Habertürk
    Takipde Kalın!
      Günlük gelişmeleri takip edebilmek için habertürk uygulamasını indirin

        Birkaç gün öncesine kadar Mansur Yavaş’ın rahatlıkla Ankara’yı kazanabileceğini düşünüyordum. Şimdi o kadar emin değilim. Hatta giderek Yavaş’ın farkla kaybedebilme ihtimali üzerinde bile durulması gerektiğine inanıyorum. Herkesin Hillary Clinton’a garanti baktığı gece sandıktan Donald Trump’ın çıkması gibi olmasın…

        İstanbul’u tartışmıyorum bile, sonuç belli…

        Ama önceki seçim rakamlarına göre garanti görünen İzmir bile tehlikede olabilir.

        Çünkü Erdoğan’ın son günlerde sık sık tekrarladığı “Muhalefet-PKK işbirliği” mesajı seçim gününe kadar seçmenin beyninde yer edecek. Dikkat ederseniz Erdoğan her seçimden önce en fazla bir ya da iki mesajı tekrarlıyor, seçmenin kafasını karıştırmıyor ve kendi istediği gibi yönlendiriyor.
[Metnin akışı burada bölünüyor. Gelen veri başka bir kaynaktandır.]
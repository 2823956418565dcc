use std::sync::atomic::{AtomicU32, Ordering};
use std::sync::OnceLock;
use std::time::{SystemTime, UNIX_EPOCH};

use crate::base32;

/// A lexicographically sortable, time-ordered, globally unique identifier.
///
/// Layout (12 bytes, big-endian fields so byte order is numeric order):
/// 4 bytes unix seconds, 3 bytes machine id, 2 bytes process id, 3 bytes
/// per-process counter. Base32-encoded this is always 20 characters.
#[derive(Copy, Clone, PartialEq, Eq, PartialOrd, Ord, Hash)]
pub struct Id([u8; 12]);

static MACHINE_ID: OnceLock<[u8; 3]> = OnceLock::new();
static COUNTER: AtomicU32 = AtomicU32::new(0);

fn machine_id() -> [u8; 3] {
    *MACHINE_ID.get_or_init(|| {
        use rand::RngCore;
        let mut bytes = [0u8; 3];
        rand::thread_rng().fill_bytes(&mut bytes);
        bytes
    })
}

impl Id {
    /// Generates a new ID. Monotonic within a single process modulo the
    /// 3-byte counter wrapping, which only matters past ~16M ids/second.
    pub fn generate() -> Self {
        let secs = SystemTime::now()
            .duration_since(UNIX_EPOCH)
            .unwrap_or_default()
            .as_secs() as u32;

        let pid = std::process::id() as u16;
        let counter = COUNTER.fetch_add(1, Ordering::Relaxed) & 0x00ff_ffff;

        let machine = machine_id();
        let mut buf = [0u8; 12];
        buf[0..4].copy_from_slice(&secs.to_be_bytes());
        buf[4..7].copy_from_slice(&machine);
        buf[7..9].copy_from_slice(&pid.to_be_bytes());
        buf[9..12].copy_from_slice(&counter.to_be_bytes()[1..]);

        Id(buf)
    }

    pub fn from_bytes(b: [u8; 12]) -> Self {
        Id(b)
    }

    pub fn as_bytes(&self) -> &[u8; 12] {
        &self.0
    }

    pub fn is_zero(&self) -> bool {
        self.0 == [0u8; 12]
    }
}

#[derive(Debug, thiserror::Error)]
pub enum ParseIdError {
    #[error("invalid id encoding: {0}")]
    Base32(#[from] base32::DecodeError),
    #[error("id must decode to 12 bytes, got {0}")]
    WrongLength(usize),
}

impl std::str::FromStr for Id {
    type Err = ParseIdError;

    fn from_str(s: &str) -> Result<Self, Self::Err> {
        let bytes = base32::decode(s)?;
        let len = bytes.len();
        let exact: [u8; 12] = bytes
            .try_into()
            .map_err(|_| ParseIdError::WrongLength(len))?;
        Ok(Id(exact))
    }
}

impl std::fmt::Display for Id {
    fn fmt(&self, f: &mut std::fmt::Formatter<'_>) -> std::fmt::Result {
        write!(f, "{}", base32::encode(&self.0))
    }
}

impl std::fmt::Debug for Id {
    fn fmt(&self, f: &mut std::fmt::Formatter<'_>) -> std::fmt::Result {
        <Self as std::fmt::Display>::fmt(self, f)
    }
}

impl serde::Serialize for Id {
    fn serialize<S>(&self, serializer: S) -> Result<S::Ok, S::Error>
    where
        S: serde::Serializer,
    {
        format!("{self}").serialize(serializer)
    }
}

impl<'de> serde::Deserialize<'de> for Id {
    fn deserialize<D>(deserializer: D) -> Result<Self, D::Error>
    where
        D: serde::Deserializer<'de>,
    {
        use serde::de::Error;
        let str_val = std::borrow::Cow::<'de, str>::deserialize(deserializer)?;
        str_val
            .parse()
            .map_err(|err| D::Error::custom(format!("invalid id: {err}")))
    }
}

impl sqlx::Type<sqlx::Postgres> for Id {
    fn type_info() -> sqlx::postgres::PgTypeInfo {
        <String as sqlx::Type<sqlx::Postgres>>::type_info()
    }
}

impl sqlx::Encode<'_, sqlx::Postgres> for Id {
    fn encode_by_ref(
        &self,
        buf: &mut sqlx::postgres::PgArgumentBuffer,
    ) -> sqlx::encode::IsNull {
        buf.extend_from_slice(self.to_string().as_bytes());
        sqlx::encode::IsNull::No
    }
}

impl sqlx::Decode<'_, sqlx::Postgres> for Id {
    fn decode(value: sqlx::postgres::PgValueRef<'_>) -> Result<Self, sqlx::error::BoxDynError> {
        let s = <String as sqlx::Decode<'_, sqlx::Postgres>>::decode(value)?;
        Ok(s.parse()?)
    }
}

#[cfg(test)]
mod tests {
    use super::*;

    #[test]
    fn display_and_parse_round_trip() {
        let id = Id::generate();
        let s = id.to_string();
        assert_eq!(s.len(), 20);
        let parsed: Id = s.parse().unwrap();
        assert_eq!(id, parsed);
    }

    #[test]
    fn successive_ids_are_monotonic_within_a_process() {
        let a = Id::generate();
        let b = Id::generate();
        assert!(a.to_string() <= b.to_string());
        assert!(a <= b);
    }

    #[test]
    fn rejects_malformed_strings() {
        assert!("not-an-id!".parse::<Id>().is_err());
        assert!("0".parse::<Id>().is_err());
    }
}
        Bu seçimde de ana stratejinin muhalefeti PKK üzerinden vurmak olduğu anlaşıldı. Dahası, bu taktik şimdiden karşılığını da bulmuş olmalı ki önceki gün çarşı-pazar gezen Ekrem İmamoğlu’na bir seçmen bu konuda sitem etmiş. Muharrem İnce de seçimi Eyüp Sultan’da bir seçmenin kendisine bisikletle verdiği pozu eleştirdiğinde verdiği zayıf yanıtla kaybetmişti. “Bisikleti getirdiler, ben de bildim” demişti bu saçma mizanseni kurgulayan Sözcü’yü kastederek. Seçmen de “Senin kendi aklın yok mu, başkalarının dediğini mi yapıyorsun” diye lafı yapıştırmıştı. İnce keşke o gece Swissôtel’e kapansaydı ve vaktimizi harcamasaydı.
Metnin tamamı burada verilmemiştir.